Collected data
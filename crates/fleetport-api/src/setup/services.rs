//! Service wiring and application state setup

use anyhow::{Context, Result};
use fleetport_core::Config;
use fleetport_db::{JobRepository, MemoryVehicleStore, PgVehicleStore, VehicleStore};
use fleetport_infra::{HttpNotifier, Notifier};
use fleetport_services::{
    ExportPipeline, ImportPipeline, JobRunner, RetentionSweeper, VehicleService,
};
use fleetport_storage::TransferStore;
use fleetport_worker::{
    JobHandlerContext, JobQueue, JobQueueConfig, JobTransport, MemoryJobTransport, PgJobTransport,
};
use sqlx::PgPool;
use std::sync::Arc;
use std::time::Duration;

use crate::state::AppState;

/// The collaborators that change between a Postgres deployment, an
/// in-memory run and the integration tests.
pub struct Backends {
    pub db_pool: Option<PgPool>,
    pub store: Arc<dyn VehicleStore>,
    pub transport: Arc<dyn JobTransport>,
    pub notifier: Arc<dyn Notifier>,
}

impl Backends {
    pub fn from_config(config: &Config, pool: Option<PgPool>) -> Result<Self> {
        let notifier: Arc<dyn Notifier> = Arc::new(HttpNotifier::new(
            config.notification_service_url.clone(),
            config.notification_timeout_seconds,
        )?);

        let backends = match pool {
            Some(pool) => Backends {
                store: Arc::new(PgVehicleStore::new(pool.clone())),
                transport: Arc::new(PgJobTransport::new(JobRepository::new(pool.clone()))),
                db_pool: Some(pool),
                notifier,
            },
            None => {
                tracing::warn!(
                    "DATABASE_URL is not set; using the in-memory vehicle store and job transport"
                );
                Backends {
                    db_pool: None,
                    store: Arc::new(MemoryVehicleStore::new()),
                    transport: Arc::new(MemoryJobTransport::new()),
                    notifier,
                }
            }
        };

        Ok(backends)
    }
}

/// Initialize all services, returning the application state
pub async fn initialize_services(config: &Config, pool: Option<PgPool>) -> Result<Arc<AppState>> {
    let backends = Backends::from_config(config, pool)?;
    build_state(config, backends).await
}

/// Wires pipelines, the job runner, the worker pool and the sweeper around
/// the given backends. Spawns background tasks, so it needs a Tokio runtime.
pub async fn build_state(config: &Config, backends: Backends) -> Result<Arc<AppState>> {
    let files = Arc::new(
        TransferStore::new(config.upload_dir.clone(), config.export_dir.clone())
            .await
            .context("Failed to prepare upload and export directories")?,
    );

    let import = ImportPipeline::new(backends.store.clone(), backends.notifier.clone());
    let export = ExportPipeline::new(
        backends.store.clone(),
        files.clone(),
        backends.notifier.clone(),
    );
    let job_handler: Arc<dyn JobHandlerContext> = Arc::new(JobRunner::new(import, export));

    let queue_config = JobQueueConfig {
        max_workers: config.job_max_workers,
        poll_interval_ms: config.job_poll_interval_ms,
        max_attempts: config.job_max_attempts,
        shutdown_timeout_secs: config.job_shutdown_timeout_seconds,
        stale_after_secs: config.job_stale_after_seconds,
        reap_interval_secs: config.job_reap_interval_seconds,
        ..JobQueueConfig::default()
    };
    tracing::info!(
        max_workers = queue_config.max_workers,
        max_attempts = queue_config.max_attempts,
        "Job queue initialized"
    );
    let queue = JobQueue::new(
        backends.transport,
        queue_config,
        Arc::downgrade(&job_handler),
        None,
    );

    let sweeper = if config.retention_enabled {
        let sweeper = Arc::new(RetentionSweeper::new(
            vec![config.upload_dir.clone(), config.export_dir.clone()],
            Duration::from_secs(config.retention_threshold_seconds),
            Duration::from_secs(config.retention_interval_seconds),
        ));
        Some(sweeper.start())
    } else {
        tracing::info!("Retention sweeper disabled");
        None
    };

    Ok(Arc::new(AppState {
        config: config.clone(),
        db_pool: backends.db_pool,
        vehicles: VehicleService::new(backends.store),
        files,
        queue,
        job_handler,
        sweeper,
    }))
}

-- ACTION ITEM --
Lines with the string "JobHandlerContext" in the data above: say how many there are, giving the number alone.

-- WRITTEN RESPONSE --
2